Britain’s Fourth Afghan War


This week, UK Armed Forces formally ended combat operations in Helmand. British troops return from Afghanistan not with a victory, but a score draw away from home; a job well done in unpropitious circumstances.

It is easy to be critical of British strategy in Afghanistan. So much was expected, so much has gone wrong.  Critics keep referring to Afghanistan as a graveyard of British military ambitions going back to the days of Empire.  In fact it was not. The British fought three wars in Afghanistan in 1839-42, in 1878-80 and then 1919 in which there were some spectacular reverses, like the massacre in the retreat from Kabul in 1842 or the battle of Maiwand in Helmand in 1880. But Britain won two of those wars and settled for an ambiguous result in a third. More to the point, the strategic objective of all Britain’s campaigns in Afghanistan was to keep Russia out of the north-west frontier of India. Whether this was a legitimate aim or not, the fact remains that it was a strategic objective and it was achieved.

The current operation may go down as Britain’s Fourth Afghan War and we have to ask ourselves similar questions: with all that has gone wrong, all that could – and should – have been done differently; all that it  has cost in human, materiel and moral currency, have the broad strategic objectives been achieved? As always, context is critical.

Firstly, it began with a policy dilemma not a choice that could be freely made. The 9/11 attacks were planned and effectively launched from Afghanistan; Osama bin Laden had explicitly declared war on the West in 1998, and the Taliban government would not yield up a group that had committed the greatest terrorist act in history. The US faced a dilemma that it had either to acquiesce to the fact of the attack if it chose a negotiating strategy, or else intervene militarily in Afghanistan to restore – yes, restore – a sense of international justice. Britain faced a dilemma, too.

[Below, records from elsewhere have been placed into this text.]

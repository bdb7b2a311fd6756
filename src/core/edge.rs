/// An edge connecting two commits
#[derive(Debug, Clone, PartialEq, Eq, Hash)]
pub struct Edge {
    /// Source commit ID (child)
    pub from: String,
    /// Target commit ID (parent)
    pub to: String,
    /// Edge type
    pub edge_type: EdgeType,
}

#[derive(Debug, Clone, Copy, PartialEq, Eq, Hash)]
pub enum EdgeType {
    /// Regular parent-child relationship
    Regular,
    /// Merge edge (from merge commit to parent)
    Merge,
}

impl Edge {
    pub fn new(from: String, to: String) -> Self {
        Self {
            from,
            to,
            edge_type: EdgeType::Regular,
        }
    }

    pub fn merge(from: String, to: String) -> Self {
        Self {
            from,
            to,
            edge_type: EdgeType::Merge,
        }
    }

    pub fn is_merge(&self) -> bool {
        self.edge_type == EdgeType::Merge
    }
}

Tony Blair was no less outraged by 9/11 than the US President and could choose to back up the US or else – in a moment when NATO invoked for the first time in its history Article 5 of the Washington Treaty – to shrink from the responsibility and indicate that the US was now less important an ally to Britain than it had been throughout the Kosovo crisis in 1999, the Bosnian crisis from 1992, the Iraqi no-fly zone from 1991 or the Iraqi invasion of Kuwait in 1990. It is barely conceivable that Britain would not continue to support the US in such egregious circumstances as the 9/11 attacks provoked.

Secondly, once intervention in Afghanistan had removed the Taliban by December 2001, Western powers then faced a second dilemma. If a new government was to be established in Afghanistan, how far should Western powers go in supporting it? The choice was to withdraw quickly and leave Afghanistan to its future; quite possibly a sustainable future in a distinctive Afghan way, given that the Taliban were on their knees in 2002 and the country was generally optimistic. Alternatively, Western powers could remain significantly engaged to help establish a new type of Afghanistan and put it firmly on the road towards sustainable democracy and a better economy. Both possibilities were risky.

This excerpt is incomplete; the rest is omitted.